The US has imposed tariffs of up to 100% on patented pharmaceuticals, with significant carve-outs for generics, biosimilars, and major manufacturing hubs, leaving India's speciality drugmakers exposed while generic players remain unscathed.

US President Donald Trump's April 2 proclamation targets patented drugs following a Section 232 national security investigation, citing that 53% of patented pharmaceuticals and 85% of active pharmaceutical ingredients are manufactured offshore. But the devil is in the exemptions: Europe, Switzerland and South Korea will face just 15% tariffs, the UK between 0-10%, while generics and biosimilars face zero duties.

Sun Pharma emerges as the most vulnerable Indian player, with over $1 billion in US specialty sales manufactured primarily in Europe and South Korea. "If Sun Pharma absorbs the impact of tariff, we estimate FY28F earnings impact of 5%," said Nomura analyst Sion Mukherjee, who rates the stock a buy. The alternative of passing costs to customers could adversely affect market share gains, Mukherjee warned.


Jefferies analyst Alok Dalal pegged the damage lower, estimating mid-single digit impact on FY27 EPS of Sun Pharma in a worst-case scenario. "We think the impact can be completely mitigated using transfer pricing or price hikes," Dalal said, noting that generics have been exempted and thus "no impact on other pharma names in our coverage."

Seventeen big pharma companies that signed agreements with the US government will pay either 0% or 20% tariffs, depending on deal terms. Companies committing to most-favoured-nation pricing, US investments and onshoring are exempt until January 20, 2029. Niche categories, including orphan drugs, nuclear medicines, plasma-derived therapies, fertility treatments, cell and gene therapies, and antibody-drug conjugates, also dodge the levies.

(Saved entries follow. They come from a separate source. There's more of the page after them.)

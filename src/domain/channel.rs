use chrono::{DateTime, Utc};
use serde::{Deserialize, Serialize};

use super::{
    message::{Message, MessageId},
    user::{User, UserId},
};

pub type ChannelId = String;

/// Denormalized pointer to the newest message of a channel.
#[derive(Debug, Clone, PartialEq, Eq, Serialize, Deserialize)]
pub struct LastMessage {
    pub id: MessageId,
    pub sender_id: UserId,
    pub preview: String,
}

#[derive(Debug, Clone, PartialEq, Eq, Serialize, Deserialize)]
pub struct Channel {
    pub id: ChannelId,
    /// Absent for direct 1:1 channels.
    #[serde(default)]
    pub name: Option<String>,
    #[serde(default)]
    pub description: Option<String>,
    #[serde(default)]
    pub is_group: bool,
    #[serde(default)]
    pub is_announcement: bool,
    #[serde(default)]
    pub participants: Vec<UserId>,
    #[serde(default)]
    pub last_message_at: Option<DateTime<Utc>>,
    #[serde(default)]
    pub last_message: Option<LastMessage>,
    /// Derived for the viewing user, never read from the backend.
    #[serde(skip)]
    pub unread_count: u32,
}

impl Channel {
    pub fn is_direct(&self) -> bool {
        !self.is_group && self.name.is_none()
    }

    pub fn is_member(&self, user_id: &str) -> bool {
        self.participants.iter().any(|participant| participant == user_id)
    }

    /// The other participant of a direct channel.
    pub fn counterpart<'a>(&'a self, viewer_id: &str) -> Option<&'a UserId> {
        if !self.is_direct() {
            return None;
        }

        self.participants
            .iter()
            .find(|participant| participant.as_str() != viewer_id)
    }

    /// Direct channels take the counterpart's display name; `lookup` resolves user ids.
    pub fn display_name<'u, F>(&self, viewer_id: &str, lookup: F) -> String
    where
        F: Fn(&str) -> Option<&'u User>,
    {
        if let Some(name) = self.name.as_deref().filter(|name| !name.trim().is_empty()) {
            return name.to_owned();
        }

        match self.counterpart(viewer_id) {
            Some(user_id) => lookup(user_id)
                .map(|user| user.display_name.clone())
                .unwrap_or_else(|| user_id.clone()),
            None => "Unnamed channel".to_owned(),
        }
    }

    /// Keeps `last_message_at` monotonic; older messages never replace the pointer.
    pub fn touch_last_message(&mut self, message: &Message) {
        if self
            .last_message_at
            .is_some_and(|current| current > message.created_at)
        {
            return;
        }

        self.set_last_message(message);
    }

    pub fn set_last_message(&mut self, message: &Message) {
        self.last_message_at = Some(message.created_at);
        self.last_message = Some(LastMessage {
            id: message.id.clone(),
            sender_id: message.sender_id.clone(),
            preview: message.preview(),
        });
    }
}
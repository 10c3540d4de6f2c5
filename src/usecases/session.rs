use chrono::{DateTime, Utc};

use crate::{
    domain::{chat_store::ChatStore, errors::ChatError},
    realtime::subscription_manager::SubscriptionManager,
};

use super::{
    contracts::{map_source_error, ChatBackend, IdentitySource, PushSource},
    list_channels::refresh_channels,
    presence::update_presence,
};

const SESSION_STARTED: &str = "CHAT_SESSION_STARTED";
const SESSION_ENDED: &str = "CHAT_SESSION_ENDED";
const SESSION_PRESENCE_FAILED: &str = "CHAT_SESSION_PRESENCE_FAILED";

/// Signs the store in as the identity's user, loads the channel directory,
/// announces presence and opens push subscriptions when `push` is given.
pub fn start_session(
    store: &mut ChatStore,
    backend: &dyn ChatBackend,
    identity: &dyn IdentitySource,
    push: Option<&dyn PushSource>,
    subscriptions: &mut SubscriptionManager,
    now: DateTime<Utc>,
) -> Result<(), ChatError> {
    let user = identity
        .current_user()
        .map_err(map_source_error)?
        .ok_or(ChatError::NotAuthenticated)?;
    let user_id = user.id.clone();
    store.set_current_user(Some(user));

    let channels = refresh_channels(store, backend)?;

    if let Err(error) = update_presence(store, backend, true, now) {
        tracing::warn!(
            code = SESSION_PRESENCE_FAILED,
            is_online = true,
            error = %error,
            "could not announce presence"
        );
    }

    let subscribed = match push {
        Some(source) => subscriptions.setup(source),
        None => 0,
    };

    tracing::info!(
        code = SESSION_STARTED,
        user_id = %user_id,
        channels,
        subscribed,
        "chat session started"
    );
    Ok(())
}

/// Releases subscriptions, announces the user offline and clears all cached
/// state.
pub fn end_session(
    store: &mut ChatStore,
    backend: &dyn ChatBackend,
    subscriptions: &mut SubscriptionManager,
    now: DateTime<Utc>,
) {
    subscriptions.cleanup();

    if store.current_user().is_some() {
        if let Err(error) = update_presence(store, backend, false, now) {
            tracing::warn!(
                code = SESSION_PRESENCE_FAILED,
                is_online = false,
                error = %error,
                "could not announce offline state"
            );
        }
    }

    store.reset();
    tracing::info!(code = SESSION_ENDED, "chat session ended");
}

#[cfg(test)]
mod tests {
    use super::*;
    use crate::{
        domain::{channel::fixtures::group, message::fixtures::at, user::User},
        infra::stubs::{StubChatBackend, StubIdentity},
        realtime::subscription_manager::SubscriptionState,
    };

    fn backend() -> StubChatBackend {
        StubChatBackend::with_directory(
            vec![group("c1", "General", &["alice", "bob"])],
            vec![User::new("alice", "Alice"), User::new("bob", "Bob")],
        )
    }

    fn alice() -> StubIdentity {
        StubIdentity {
            user: Some(User::new("alice", "Alice")),
        }
    }

    #[test]
    fn start_loads_directory_announces_presence_and_subscribes() {
        let backend = backend();
        let mut store = ChatStore::default();
        let mut subscriptions = SubscriptionManager::default();

        start_session(&mut store, &backend, &alice(), Some(&backend), &mut subscriptions, at(0))
            .expect("session should start");

        assert_eq!(store.current_user_id(), Ok("alice"));
        assert_eq!(store.directory().channels().len(), 1);
        assert!(store.presence().is_online("alice"));
        assert_eq!(subscriptions.state(), SubscriptionState::Subscribed);
        assert_eq!(
            backend.calls()[..3].to_vec(),
            vec!["list_channels:alice", "list_users", "upsert_presence:alice:true"]
        );
    }

    #[test]
    fn missing_identity_is_not_authenticated() {
        let backend = backend();
        let mut store = ChatStore::default();
        let mut subscriptions = SubscriptionManager::default();

        let result = start_session(
            &mut store,
            &backend,
            &StubIdentity::default(),
            None,
            &mut subscriptions,
            at(0),
        );

        assert_eq!(result, Err(ChatError::NotAuthenticated));
        assert!(backend.calls().is_empty());
    }

    #[test]
    fn end_releases_subscriptions_and_clears_state() {
        let backend = backend();
        let mut store = ChatStore::default();
        let mut subscriptions = SubscriptionManager::default();
        start_session(&mut store, &backend, &alice(), Some(&backend), &mut subscriptions, at(0))
            .expect("session should start");

        end_session(&mut store, &backend, &mut subscriptions, at(10));

        assert_eq!(subscriptions.state(), SubscriptionState::Unsubscribed);
        assert!(store.current_user().is_none());
        assert!(store.directory().channels().is_empty());
        let last = backend.presence_rows().pop().expect("offline row should be written");
        assert!(!last.is_online);
    }
}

Among contract development and manufacturing organisations, Sai Lifesciences faces the highest exposure with roughly 12% of sales from US shipments of patented products, according to Jefferies. "Sai Life is most exposed among CDMO," Dalal noted. However, he expects limited near-term impact as "most big pharma firms have signed a deal with HHS (thus would be eligible for zero tariffs) while biotech firms typically have just one supplier per product."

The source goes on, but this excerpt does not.